Der Bamberger Doping-Experte Professor Fritz Sörgel vermutet, die derzeitige Corona-Krise, in der wenig getestet wird, werde vom Radsport bewußt zum Doping ausgenutzt. Deshalb diese Verdichtung der Veranstaltungen.

Am Sonntag wird, im Gegensatz zum Vorjahr, trotz Corona sogar der niederländische Eintags-Klassiker „Amstel Gold Race“ zelebriert – selbstverständlich mit dem derzeit stärksten Team der Welt, der Equipe Jumbo Vismar, als besonderer Lockvogel. Lizenziert ist diese Mannschaft – wo sonst?  – in den Niederlanden. An der Spitze dieser Equipe steht mit Wout van Aert zwar ein Belgier, jedoch einer der ganz besonderen Art. Ein Rennfahrer, der das Peloton sowohl im Flachen wie in den Bergen zerlegt, im Zeitfahren ebenso wie im knallharten Sprint Mann gegen Mann.

Der Internationale Radsport-Verband (UCI) beobachtet die Mannschaft um Wout van Aert und den früheren slowenischen Skispringer Primoz Roglic  aber nicht nur deswegen mit Argusaugen, sondern vor allem wegen des Marathonläufers Asker Jeukendrup. Der niederländische Professor von der englischen Universität Birmingham berät nämlich nicht nur den britischen Fußball-Klub FC Chelsea; er zeichnet auch verantwortlich für die Rad-Profis von Jumbo Vismar – und zwar als deren Ernährungsexperte.

Nicht nur, weil er individuelle Menüs für diese Rennfahrer zusammen stellen lässt, sondern auch, weil er verstärkt auf das Nahrungsergänzungsmittel Ketone setzt.
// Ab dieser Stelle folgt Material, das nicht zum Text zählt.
//! Testing utilities and helpers
//!
//! - **[`sleeper`]**: a [`Sleeper`](crate::time::Sleeper) that records the
//!   requested delays and returns immediately
//!
//! The mock wall clock lives in [`crate::time::MockClock`] and is re-exported
//! here so test modules can pull everything from one place.
//!
//! ## Usage
//!
//! ```rust
//! # #[cfg(feature = "test-utils")]
//! # {
//! use std::time::Duration;
//!
//! use mowerlink_common::testing::RecordingSleeper;
//! use mowerlink_common::time::Sleeper;
//!
//! # tokio_test::block_on(async {
//! let sleeper = RecordingSleeper::new();
//! sleeper.sleep(Duration::from_secs(4)).await;
//! assert_eq!(sleeper.recorded(), vec![Duration::from_secs(4)]);
//! # });
//! # }
//! ```

pub mod sleeper;

pub use sleeper::RecordingSleeper;

pub use crate::time::MockClock;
Ketone gelten zwar aktuell nicht als Doping, werden aber von der „Bewegung für einen sauberen Radsport (MPCC)“ dennoch vehement abgelehnt. Im Grund sind Ketone körpereigene Energiereserven, die auf Fett basieren und sowohl vom Gehirn wie auch von den Muskeln genutzt werden können. Sie gelten als vierte Art der Energieversorgung und werden deshalb in synthetischer Form im Leistungssport, vor allem in Ausdauersportarten, erfolgreich eingesetzt. Seit 2012 verstärkt im Profi-Radsport, wo sie die Leistung nachweislich bis zu 15 Prozent anheben können.

Bei Jumbo Vismar gelten sie längst als tägliches Brot, und werden ähnlich wie Vitamine geschluckt.

Das alles wird von der UCI mit großer Besorgnis beobachtet, zumal diese Mannschaft seit ihres Bestehens im Jahre 1984 immer wieder durch Doping-Affären, und das mehr als jede andere Crew, aufgefallen ist. So auch durch die Enthüllungen seines ehemaligen dänischen Stars Michael Rasmussen, er habe von 1998 bis 2010 ohne Unterlass und mit fachlicher Unterstützung der Teamleitung Dopingmittel gespritzt und geschluckt.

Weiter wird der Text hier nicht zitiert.